Otoritarianisme digital

Otoritarianisme digital atau dikenal dengan istilah tekno-otoritarianisme atau kediktatoran digital merujuk pada penggunaan teknologi dalam mengontrol atau memanipulasi penduduk dalam maupun luar negeri. Strategi yang digunakan dalam otoritarianisme digital umumnya mencakup pengawasan massa melalui metode pengenalan wajah, penyensoran informasi, disinformasi, hingga sistem kredit sosial[1].

Definisi

Otoritarianisme digital dapat diartikan sebagai pengontrolan masyarakat oleh rezim otoriter melalui pemanfaatan teknologi sebagai bentuk kontrol dan pengawasan.
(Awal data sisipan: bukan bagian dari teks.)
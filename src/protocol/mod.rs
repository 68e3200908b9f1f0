//! # Measurement Protocol
//!
//! Orchestration of a benchmark run. The registered adapters are crossed
//! with the scenario catalog, every scenario is validated before any engine
//! is built, and then each subject is measured sequentially inside its own
//! isolation unit. A subject failure is recorded and the run continues;
//! subjects never poison each other.

pub mod isolation;
pub mod stats;
pub mod trial;

pub use stats::IterationStat;
pub use trial::{run_trial, TrialPhase};

use std::collections::HashMap;
use std::sync::Arc;

use tracing::{info, warn};

use crate::adapter::{AdapterRegistry, EngineAdapter};
use crate::config::BenchConfig;
use crate::error::{BenchError, BenchResult};
use crate::report::SubjectRecord;
use crate::scenario::{catalog, ScenarioDefinition};

/// A benchmark run over registered adapters and selected scenarios
pub struct Harness {
    registry: AdapterRegistry,
    config: BenchConfig,
    /// (adapter, scenario) pairs to run; `None` means the full cross-product
    selection: Option<Vec<(String, String)>>,
}

impl Harness {
    pub fn new(config: BenchConfig) -> BenchResult<Self> {
        config.validate()?;
        Ok(Self {
            registry: AdapterRegistry::new(),
            config,
            selection: None,
        })
    }

    pub fn registry(&self) -> &AdapterRegistry {
        &self.registry
    }

    pub fn config(&self) -> &BenchConfig {
        &self.config
    }

    /// Register a named adapter as a subject dimension
    pub fn register(&self, adapter: Arc<dyn EngineAdapter>) -> BenchResult<()> {
        self.registry.register(adapter)
    }

    /// Restrict the run to the given (adapter, scenario) pairs. Unknown
    /// names still produce records, marked failed, so a typo cannot
    /// silently narrow a comparison.
    pub fn select(&mut self, pairs: Vec<(String, String)>) {
        self.selection = Some(pairs);
    }

    /// The (adapter, scenario) pairs this run will measure, scenario-major
    /// so engines stay adjacent within each workload
    fn subject_pairs(&self, scenarios: &[ScenarioDefinition]) -> Vec<(String, String)> {
        match &self.selection {
            Some(pairs) => pairs.clone(),
            None => {
                let adapters = self.registry.names();
                scenarios
                    .iter()
                    .flat_map(|scenario| {
                        adapters
                            .iter()
                            .map(move |adapter| (adapter.clone(), scenario.name.clone()))
                    })
                    .collect()
            }
        }
    }

    /// Run every selected subject sequentially and return all records.
    /// Failures are recorded, never silently dropped, and never abort the
    /// remaining subjects.
    pub fn run(&self) -> Vec<SubjectRecord> {
        let scenarios = catalog::standard();
        let pairs = self.subject_pairs(&scenarios);
        let ops = self.config.operations_per_invocation;

        // Topology invariants are checked once, before any engine is built
        let mut validity: HashMap<&str, Option<BenchError>> = HashMap::new();
        for scenario in &scenarios {
            validity.insert(scenario.name.as_str(), scenario.validate().err());
        }

        info!(
            subjects = pairs.len(),
            isolation = %self.config.isolation,
            "🏁 Benchmark run starting"
        );

        let mut records = Vec::with_capacity(pairs.len());
        for (adapter_name, scenario_name) in pairs {
            let Some(adapter) = self.registry.get(&adapter_name) else {
                warn!(adapter = %adapter_name, "Selected adapter is not registered");
                records.push(SubjectRecord::failed(
                    &adapter_name,
                    &scenario_name,
                    ops,
                    format!("adapter '{adapter_name}' is not registered"),
                ));
                continue;
            };
            let Some(scenario) = scenarios.iter().find(|s| s.name == scenario_name) else {
                warn!(scenario = %scenario_name, "Selected scenario is not in the catalog");
                records.push(SubjectRecord::failed(
                    &adapter_name,
                    &scenario_name,
                    ops,
                    format!("scenario '{scenario_name}' is not in the catalog"),
                ));
                continue;
            };
            if let Some(Some(err)) = validity.get(scenario.name.as_str()) {
                records.push(SubjectRecord::failed(
                    &adapter_name,
                    &scenario_name,
                    ops,
                    err.to_string(),
                ));
                continue;
            }

            info!(adapter = %adapter_name, scenario = %scenario_name, "Running subject");
            let record = isolation::run_subject(adapter, scenario, &self.config);
            match &record.failure {
                Some(reason) => {
                    warn!(subject = %record.subject_label(), reason = %reason, "Subject failed")
                }
                None => info!(
                    subject = %record.subject_label(),
                    mean_ns_per_op = ?record.mean_ns_per_op,
                    timed_out = record.timed_out,
                    "Subject complete"
                ),
            }
            records.push(record);
        }

        info!(records = records.len(), "Benchmark run complete");
        records
    }
}

#[cfg(test)]
mod tests {
    use super::*;
    use crate::config::IsolationMode;
    use crate::subjects;

    fn thread_config() -> BenchConfig {
        BenchConfig {
            warmup_iterations: 0,
            measurement_iterations: 1,
            iteration_duration_ms: 5_000,
            operations_per_invocation: 64,
            isolation: IsolationMode::Thread,
        }
    }

    #[test]
    fn test_default_selection_is_the_full_cross_product() {
        let harness = Harness::new(thread_config()).unwrap();
        subjects::register_all(&harness).unwrap();

        let pairs = harness.subject_pairs(&catalog::standard());
        assert_eq!(pairs.len(), 10);
        // Scenario-major: both adapters appear before the next scenario
        assert_eq!(pairs[0], ("table-driven".into(), "basic".into()));
        assert_eq!(pairs[1], ("precompiled".into(), "basic".into()));
    }

    #[test]
    fn test_unknown_selection_names_produce_failed_records() {
        let mut harness = Harness::new(thread_config()).unwrap();
        subjects::register_all(&harness).unwrap();
        harness.select(vec![
            ("no-such-engine".into(), "basic".into()),
            ("table-driven".into(), "no-such-scenario".into()),
        ]);

        let records = harness.run();
        assert_eq!(records.len(), 2);
        assert!(records.iter().all(SubjectRecord::is_failed));
    }

    #[test]
    fn test_invalid_config_is_rejected_at_construction() {
        let config = BenchConfig {
            measurement_iterations: 0,
            ..thread_config()
        };
        assert!(Harness::new(config).is_err());
    }
}
//! Message-oriented transport seen by the connection engine.
//!
//! The engine works on any pair of `Sink<Vec<u8>>` and
//! `Stream<Item = Result<Vec<u8>, TransportError>>`, one item per transport
//! message. [`websocket`] adapts an axum WebSocket to that shape.

use axum::extract::ws::{Message, WebSocket};
use futures::{future, Sink, SinkExt, Stream, StreamExt};
use thiserror::Error;

use base_common::{Frame, MAX_FRAME_SIZE};

use crate::error::ConnectionError;

#[derive(Debug, Error)]
pub enum TransportError {
    #[error("connection closed")]
    Closed,

    #[error("websocket error: {0}")]
    WebSocket(#[from] axum::Error),
}

/// Outbound half of a transport.
pub trait FrameSink: Sink<Vec<u8>, Error = TransportError> + Send + Unpin {}

impl<T> FrameSink for T where T: Sink<Vec<u8>, Error = TransportError> + Send + Unpin {}

/// Inbound half of a transport.
pub trait FrameStream: Stream<Item = Result<Vec<u8>, TransportError>> + Send + Unpin {}

impl<T> FrameStream for T where T: Stream<Item = Result<Vec<u8>, TransportError>> + Send + Unpin {}

/// Split a WebSocket into a frame sink and stream.
///
/// Binary and text messages both carry frames. Ping and pong are handled by
/// axum and skipped here; a close message reads as [`TransportError::Closed`].
pub fn websocket(socket: WebSocket) -> (impl FrameSink, impl FrameStream) {
    let (sender, receiver) = socket.split();

    let sink = sender
        .sink_map_err(TransportError::from)
        .with(|frame: Vec<u8>| future::ready(Ok::<_, TransportError>(Message::Binary(frame))));

    let stream = receiver.filter_map(|message| {
        future::ready(match message {
            Ok(Message::Binary(bytes)) => Some(Ok(bytes)),
            Ok(Message::Text(text)) => Some(Ok(text.into_bytes())),
            Ok(Message::Ping(_)) | Ok(Message::Pong(_)) => None,
            Ok(Message::Close(_)) => Some(Err(TransportError::Closed)),
            Err(err) => Some(Err(TransportError::from(err))),
        })
    });

    (sink, stream)
}

/// Read and decode the next frame.
///
/// Frames over [`MAX_FRAME_SIZE`] are rejected before decoding.
pub async fn recv_frame<St: FrameStream>(stream: &mut St) -> Result<Frame, ConnectionError> {
    let bytes = match stream.next().await {
        Some(Ok(bytes)) => bytes,
        Some(Err(err)) => return Err(err.into()),
        None => return Err(TransportError::Closed.into()),
    };

    if bytes.len() > MAX_FRAME_SIZE {
        return Err(ConnectionError::OversizedFrame {
            len: bytes.len(),
            max: MAX_FRAME_SIZE,
        });
    }

    Ok(Frame::decode(&bytes)?)
}

/// Encode and send one frame.
pub async fn send_frame<Si: FrameSink>(sink: &mut Si, frame: &Frame) -> Result<(), ConnectionError> {
    sink.send(frame.encode()).await?;
    Ok(())
}
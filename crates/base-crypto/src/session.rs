//! Pairing-aware encrypted session.
//!
//! A [`SecureSession`] combines the two directional cipher states of a
//! completed handshake with the pairing decision for the peer. It can be split
//! into a [`SessionSender`] and a [`SessionReceiver`] so that a connection's
//! write loop and read loop each own one direction; both halves observe the
//! same [`PairingFlag`].
//!
//! The two directions fail differently on purpose:
//! - `encrypt` never refuses. Before the handshake it returns
//!   [`NOT_INITIALIZED_PAYLOAD`]; while pairing is pending it encrypts
//!   [`NOT_VERIFIED_PAYLOAD`] instead of the caller's plaintext.
//! - `decrypt` returns an error in both cases.

use std::sync::atomic::{AtomicBool, Ordering};
use std::sync::Arc;
use thiserror::Error;

use crate::cipher::{CipherError, CipherState};
use crate::fingerprint::ChannelFingerprint;
use crate::identity::PeerKey;
use crate::noise::HandshakeOutcome;

/// Returned by `encrypt` on a session whose handshake never completed.
pub const NOT_INITIALIZED_PAYLOAD: &[u8] = b"Error: noise session not initialized";

/// Encrypted in place of the caller's plaintext while pairing is pending.
pub const NOT_VERIFIED_PAYLOAD: &[u8] = b"Error: encrypted connection not verified";

/// Session encryption errors.
#[derive(Debug, Error, PartialEq, Eq)]
pub enum SessionError {
    #[error("noise session not initialized")]
    NotInitialized,

    #[error("pairing verification has not been done with this client")]
    PairingRequired,

    #[error("decryption failed: {0}")]
    DecryptFailed(CipherError),

    #[error("encryption failed: {0}")]
    EncryptFailed(CipherError),
}

/// Shared "pairing required" flag of one session.
///
/// Cloning shares the flag. It only ever goes from required to not required.
#[derive(Debug, Clone)]
pub struct PairingFlag(Arc<AtomicBool>);

impl PairingFlag {
    pub fn new(required: bool) -> Self {
        Self(Arc::new(AtomicBool::new(required)))
    }

    pub fn is_required(&self) -> bool {
        self.0.load(Ordering::Acquire)
    }

    /// Mark the peer as verified.
    pub fn clear(&self) {
        self.0.store(false, Ordering::Release);
    }
}

/// Outbound half of a session.
pub struct SessionSender {
    cipher: Option<CipherState>,
    pairing: PairingFlag,
}

impl SessionSender {
    /// Encrypt a message for sending.
    pub fn encrypt(&mut self, plaintext: &[u8]) -> Result<Vec<u8>, SessionError> {
        let Some(cipher) = self.cipher.as_mut() else {
            return Ok(NOT_INITIALIZED_PAYLOAD.to_vec());
        };

        let message = if self.pairing.is_required() {
            NOT_VERIFIED_PAYLOAD
        } else {
            plaintext
        };
        cipher.encrypt(message).map_err(SessionError::EncryptFailed)
    }

    /// Next outbound nonce, if initialized.
    pub fn nonce(&self) -> Option<u64> {
        self.cipher.as_ref().map(CipherState::nonce)
    }
}

/// Inbound half of a session.
pub struct SessionReceiver {
    cipher: Option<CipherState>,
    pairing: PairingFlag,
}

impl SessionReceiver {
    /// Decrypt a received message.
    ///
    /// # Errors
    /// A `DecryptFailed` leaves this direction out of step with the peer; the
    /// connection can't continue.
    pub fn decrypt(&mut self, ciphertext: &[u8]) -> Result<Vec<u8>, SessionError> {
        let cipher = self.cipher.as_mut().ok_or(SessionError::NotInitialized)?;
        if self.pairing.is_required() {
            return Err(SessionError::PairingRequired);
        }
        cipher.decrypt(ciphertext).map_err(SessionError::DecryptFailed)
    }

    /// Next inbound nonce, if initialized.
    pub fn nonce(&self) -> Option<u64> {
        self.cipher.as_ref().map(CipherState::nonce)
    }
}

/// Encrypted session bound to one peer.
pub struct SecureSession {
    sender: SessionSender,
    receiver: SessionReceiver,
    peer: Option<PeerKey>,
    fingerprint: Option<ChannelFingerprint>,
}

impl SecureSession {
    /// A session whose handshake has not completed.
    pub fn uninitialized() -> Self {
        let pairing = PairingFlag::new(true);
        Self {
            sender: SessionSender {
                cipher: None,
                pairing: pairing.clone(),
            },
            receiver: SessionReceiver {
                cipher: None,
                pairing,
            },
            peer: None,
            fingerprint: None,
        }
    }

    /// Create from a completed handshake and the pairing decision for its peer.
    pub fn established(outcome: HandshakeOutcome, pairing_required: bool) -> Self {
        let pairing = PairingFlag::new(pairing_required);
        Self {
            sender: SessionSender {
                cipher: Some(outcome.send),
                pairing: pairing.clone(),
            },
            receiver: SessionReceiver {
                cipher: Some(outcome.recv),
                pairing,
            },
            peer: Some(outcome.remote_static),
            fingerprint: Some(ChannelFingerprint::new(outcome.channel_binding)),
        }
    }

    pub fn is_initialized(&self) -> bool {
        self.sender.cipher.is_some()
    }

    pub fn pairing_required(&self) -> bool {
        self.sender.pairing.is_required()
    }

    /// Handle on the shared pairing flag.
    pub fn pairing_flag(&self) -> PairingFlag {
        self.sender.pairing.clone()
    }

    /// Remote peer's static public key.
    pub fn peer(&self) -> Option<&PeerKey> {
        self.peer.as_ref()
    }

    /// Pairing code for this session.
    pub fn fingerprint(&self) -> Option<&ChannelFingerprint> {
        self.fingerprint.as_ref()
    }

    /// See [`SessionSender::encrypt`].
    pub fn encrypt(&mut self, plaintext: &[u8]) -> Result<Vec<u8>, SessionError> {
        self.sender.encrypt(plaintext)
    }

    /// See [`SessionReceiver::decrypt`].
    pub fn decrypt(&mut self, ciphertext: &[u8]) -> Result<Vec<u8>, SessionError> {
        self.receiver.decrypt(ciphertext)
    }

    pub fn send_nonce(&self) -> Option<u64> {
        self.sender.nonce()
    }

    pub fn recv_nonce(&self) -> Option<u64> {
        self.receiver.nonce()
    }

    /// Split into independently owned directions.
    pub fn split(self) -> (SessionSender, SessionReceiver) {
        (self.sender, self.receiver)
    }
}

#[cfg(test)]
mod tests {
    use super::*;
    use crate::identity::StaticIdentity;
    use crate::noise::{Initiator, Responder};

    /// Returns (client session, gateway session) with the given gateway pairing state.
    fn session_pair(pairing_required: bool) -> (SecureSession, SecureSession) {
        let client_identity = StaticIdentity::generate();
        let gateway_identity = StaticIdentity::generate();

        let mut initiator = Initiator::new(&client_identity).unwrap();
        let mut responder = Responder::new(&gateway_identity).unwrap();

        let msg1 = initiator.write_message_1().unwrap();
        responder.read_message_1(&msg1).unwrap();
        let msg2 = responder.write_message_2(&[]).unwrap();
        initiator.read_message_2(&msg2).unwrap();
        let (msg3, client) = initiator.write_message_3(&[]).unwrap();
        let (gateway, _) = responder.read_message_3(&msg3).unwrap();

        (
            SecureSession::established(client, false),
            SecureSession::established(gateway, pairing_required),
        )
    }

    #[test]
    fn test_roundtrip_advances_nonces() {
        let (mut client, mut gateway) = session_pair(false);

        for (i, msg) in [&b"getenv"[..], b"{\"x\":1}", b""].iter().enumerate() {
            let ct = client.encrypt(msg).unwrap();
            assert_eq!(gateway.decrypt(&ct).unwrap(), *msg);
            assert_eq!(client.send_nonce(), Some(i as u64 + 1));
            assert_eq!(gateway.recv_nonce(), Some(i as u64 + 1));

            let ct = gateway.encrypt(msg).unwrap();
            assert_eq!(client.decrypt(&ct).unwrap(), *msg);
            assert_eq!(gateway.send_nonce(), Some(i as u64 + 1));
        }
    }

    #[test]
    fn test_uninitialized_session() {
        let mut session = SecureSession::uninitialized();
        assert!(!session.is_initialized());

        assert_eq!(session.decrypt(b"anything"), Err(SessionError::NotInitialized));
        assert_eq!(session.encrypt(b"secret").unwrap(), NOT_INITIALIZED_PAYLOAD);
        assert_eq!(session.send_nonce(), None);
    }

    #[test]
    fn test_pairing_required_session() {
        let (mut client, mut gateway) = session_pair(true);
        assert!(gateway.pairing_required());

        // Inbound traffic is refused outright; the cipher is not touched.
        let ct = client.encrypt(b"request").unwrap();
        assert_eq!(gateway.decrypt(&ct), Err(SessionError::PairingRequired));
        assert_eq!(gateway.recv_nonce(), Some(0));

        // Outbound traffic is replaced, but still decryptable by the client.
        let ct = gateway.encrypt(b"balance: 21 BTC").unwrap();
        assert_eq!(client.decrypt(&ct).unwrap(), NOT_VERIFIED_PAYLOAD);
        assert_eq!(gateway.send_nonce(), Some(1));
    }

    #[test]
    fn test_clearing_pairing_unlocks_both_halves() {
        let (mut client, gateway) = session_pair(true);
        let flag = gateway.pairing_flag();
        let (mut tx, mut rx) = gateway.split();

        flag.clear();

        let ct = client.encrypt(b"ping").unwrap();
        assert_eq!(rx.decrypt(&ct).unwrap(), b"ping");
        let ct = tx.encrypt(b"pong").unwrap();
        assert_eq!(client.decrypt(&ct).unwrap(), b"pong");
    }

    #[test]
    fn test_corrupted_ciphertext() {
        let (mut client, mut gateway) = session_pair(false);
        let mut ct = client.encrypt(b"payload").unwrap();
        ct[3] ^= 0x55;
        assert_eq!(
            gateway.decrypt(&ct),
            Err(SessionError::DecryptFailed(CipherError::Decrypt))
        );
    }

    #[test]
    fn test_fingerprints_match() {
        let (client, gateway) = session_pair(false);
        assert_eq!(
            client.fingerprint().unwrap().as_str(),
            gateway.fingerprint().unwrap().as_str()
        );
    }
}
Otoritas pemerintah dapat memanfaatkan data publik maupun privat untuk melakukan pengawasan di dunia maya, dengan tujuan untuk mengawasi individu maupun kelompok tertentu[2]. Bentuk-bentuk strategi pengawasan yang dilakukan pemerintah di antaranya pemutusan koneksi internet, spionase media sosial, penyensoran informasi, pemblokiran IP, penyaringan kata kunci, hingga pelarangan penggunaan VPN[3][4].

Contoh

Rusia

Sistem otoritarianisme digital Rusia bergantung pada penyensoran dan intimidasi, yang didukung melalui hukum pembatasan mengemukakan pendapat dan berekspresi serta pengawasan jaringan telekomunikasi. Bentuk-bentuk otoritarianisme digital yang dilakukan Rusia di antaranya:[5].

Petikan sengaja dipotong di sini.